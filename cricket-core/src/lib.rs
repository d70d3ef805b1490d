pub mod config;
pub mod document;
pub mod error;
pub mod model;
pub mod normalize;
pub mod secrets;
pub mod team_names;

pub use document::{Document, DocumentKind, DocumentMetadata};
pub use error::CoreError;
pub use model::{Fixture, FixtureStatus, Ladder, LadderEntry, Player, Roster, Scorecard, Team};
//! Secret resolution (§4.8). The secret store itself is an external
//! collaborator — out of scope, named by interface only — so this module
//! defines the trait the rest of the system depends on plus the literal/
//! prefix dispatch rule that decides whether a value needs resolving at all.

use crate::error::CoreError;

pub const SECRET_REFERENCE_PREFIX: &str = "projects/";

/// Opaque access to a secret-management backend. Implementations live
/// outside this crate; this crate only needs the contract.
pub trait SecretStore {
    fn access(&self, reference: &str) -> Result<String, Box<dyn std::error::Error + Send + Sync>>;
}

/// A [`SecretStore`] that treats every reference as already-resolved. Used
/// in local development and tests, where secrets arrive as plain env values.
pub struct LiteralSecretStore;

impl SecretStore for LiteralSecretStore {
    fn access(&self, reference: &str) -> Result<String, Box<dyn std::error::Error + Send + Sync>> {
        Ok(reference.to_string())
    }
}

/// Resolves a configured value: a reference beginning with
/// [`SECRET_REFERENCE_PREFIX`] is resolved through `store`; anything else is
/// used literally.
pub fn resolve_secret(value_or_reference: &str, store: &dyn SecretStore) -> Result<String, CoreError> {
    if let Some(_reference) = value_or_reference.strip_prefix(SECRET_REFERENCE_PREFIX) {
        store
            .access(value_or_reference)
            .map_err(|source| CoreError::SecretResolution {
                reference: value_or_reference.to_string(),
                source,
            })
    } else {
        Ok(value_or_reference.to_string())
    }
}

#[cfg(test)]
mod tests {
    use super::*;

    #[test]
    fn literal_values_pass_through_unresolved() {
        let store = LiteralSecretStore;
        assert_eq!(resolve_secret("dev-api-key", &store).unwrap(), "dev-api-key");
    }

    #[test]
    fn prefixed_values_go_through_the_store() {
        let store = LiteralSecretStore;
        let resolved = resolve_secret("projects/my-proj/secrets/api-key/versions/latest", &store).unwrap();
        assert_eq!(resolved, "projects/my-proj/secrets/api-key/versions/latest");
    }
}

+ + + + +

Try it
Search the entries for the string "document". Copy every line that has it.

Finished task
pub mod document;
pub use document::{Document, DocumentKind, DocumentMetadata};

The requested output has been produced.